++++ DATA PROVIDED ++++

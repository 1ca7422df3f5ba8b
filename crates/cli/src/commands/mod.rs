//! Command implementations.

mod info;
mod report;
mod run;
mod validate;

use std::path::Path;

use config_loader::ConfigLoader;
use contracts::MonitorBlueprint;
use tracing::info;

use crate::error::{CliError, Result};

pub use info::run_info;
pub use report::run_report;
pub use run::run_monitor;
pub use validate::run_validate;

/// Configuration file picked up when no `--config` is given
pub const DEFAULT_CONFIG: &str = "soil_monitor.toml";

/// Load the blueprint from `path`, or from `DEFAULT_CONFIG` if present,
/// or fall back to built-in defaults
pub fn load_blueprint(path: Option<&Path>) -> Result<MonitorBlueprint> {
    match path {
        Some(path) => {
            if !path.exists() {
                return Err(CliError::config_not_found(path.display().to_string()));
            }
            Ok(ConfigLoader::load_from_path(path)?)
        }
        None => {
            let default = Path::new(DEFAULT_CONFIG);
            if default.exists() {
                info!(config = DEFAULT_CONFIG, "Using default configuration file");
                Ok(ConfigLoader::load_from_path(default)?)
            } else {
                info!("No configuration file, using built-in defaults");
                Ok(MonitorBlueprint::default())
            }
        }
    }
}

++++

### TASK DIRECTIONS
What is needed is an exact repetition of all the entries above.

### EXERCISE OUTPUT
repository 1ca7422df3f5ba8b
filename crates/cli/src/commands/mod.rs
//! Command implementations.

mod info;
mod report;
mod run;
mod validate;

use std::path::Path;

use config_loader::ConfigLoader;
use contracts::MonitorBlueprint;
use tracing::info;

use crate::error::{CliError, Result};

pub use info::run_info;
pub use report::run_report;
pub use run::run_monitor;
pub use validate::run_validate;

/// Configuration file picked up when no `--config` is given
pub const DEFAULT_CONFIG: &str = "soil_monitor.toml";

/// Load the blueprint from `path`, or from `DEFAULT_CONFIG` if present,
/// or fall back to built-in defaults
pub fn load_blueprint(path: Option<&Path>) -> Result<MonitorBlueprint> {
    match path {
        Some(path) => {
            if !path.exists() {
                return Err(CliError::config_not_found(path.display().to_string()));
            }
            Ok(ConfigLoader::load_from_path(path)?)
        }
        None => {
            let default = Path::new(DEFAULT_CONFIG);
            if default.exists() {
                info!(config = DEFAULT_CONFIG, "Using default configuration file");
                Ok(ConfigLoader::load_from_path(default)?)
            } else {
                info!("No configuration file, using built-in defaults");
                Ok(MonitorBlueprint::default())
            }
        }
    }
}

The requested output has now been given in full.